Downstream evaluation using logistic regression and kNN k-nearest-neighbours models (Top-1 accuracy).
We also evaluate two variant CPCProt models, selected during hyperparameter tuning by metrics which do not depend on downstream tasks, to avoid benchmark overfitting, and to examine the effect of increasing the number of parameters on downstream performance, as motivated in Section 4.1. The CPCProtLSTM variant achieves the highest performance on the contrastive task, while the CPCProtGRU large variant achieves the highest performance on the 1NN Pfam family prediction task. Results on these tasks are reported in Appendix A. For all figures, however, we focus on our smallest 1.7M CPCProt model.

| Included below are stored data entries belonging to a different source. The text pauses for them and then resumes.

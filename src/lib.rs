// ==========================================
// 物业配置数据泵 - 核心库
// ==========================================
// 职责: 多工作表工作簿 ⇄ 关系库 的 schema 驱动导入导出
// 技术栈: Rust + SQLite
// 流程: 工作表行 → 字段校验 → 引用解析 → 自定义校验 → 落库
//       存储记录 → 整形 → 单元格转换 → 工作表行
// ==========================================

// ==========================================
// 模块声明
// ==========================================

// 领域层 - 单元格、实体、结果对象
pub mod domain;

// Schema 层 - 工作表结构与注册表
pub mod schema;

// 数据仓储层 - 存储接口与 SQLite 实现
pub mod repository;

// 导入层
pub mod importer;

// 导出层
pub mod exporter;

// 工作簿读写
pub mod workbook;

// 配置层
pub mod config;

// 运行上下文
pub mod context;

// 数据库基础设施（连接初始化/PRAGMA 统一）
pub mod db;

// 日志系统
pub mod logging;

// API 层 - 调度入口
pub mod api;

// ==========================================
// 重导出核心类型
// ==========================================

pub use api::{DataPumpApi, DataPumpError, DataPumpResult};
pub use context::PumpContext;
pub use domain::{
    CellValue, DataPump, DataPumpRow, Entity, ExportBatch, FieldError, FieldErrorKind,
    ImportOutcome, InvalidCell, RawSheet, SheetFailure, SheetRow, WorkbookImportReport,
};
pub use exporter::{export_sheet, ExportRequest};
pub use importer::{import_sheet, ImportOptions};
pub use repository::{SqliteStorage, Storage};
pub use schema::{get_column_headers, get_schema, registry, SheetSchema};

// ==========================================
// 常量定义
// ==========================================

// 系统版本
pub const VERSION: &str = env!("CARGO_PKG_VERSION");

// 系统名称
pub const APP_NAME: &str = "物业配置数据泵";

CPCProt Performs Comparably with Baselines Using Fewer Parameters
CPCProt achieves comparable results as baselines on most tasks; however, we use only 0.9% of the number of embedding parameters of the largest model (Alley et al., 2019) and 8.9% of the number of embedding parameters of the smallest neural network (Bepler & Berger, 2019) (Tables 1-5; Figure 1).
For the fluorescence task, CPCProt achieves higher ρ and lower MSE than other models for both a neural network finetuning head and most linear regression and kNN evaluations (Tables 1, 5; Appendix B). For the secondary structure and stability tasks, CPCProt achieves comparable performance with other neural network models, with a fraction of the number of parameters (Tables 1, 3, 4).
Downstream evaluation using logistic regression models. Top-3 (Q3) accuracy is reported.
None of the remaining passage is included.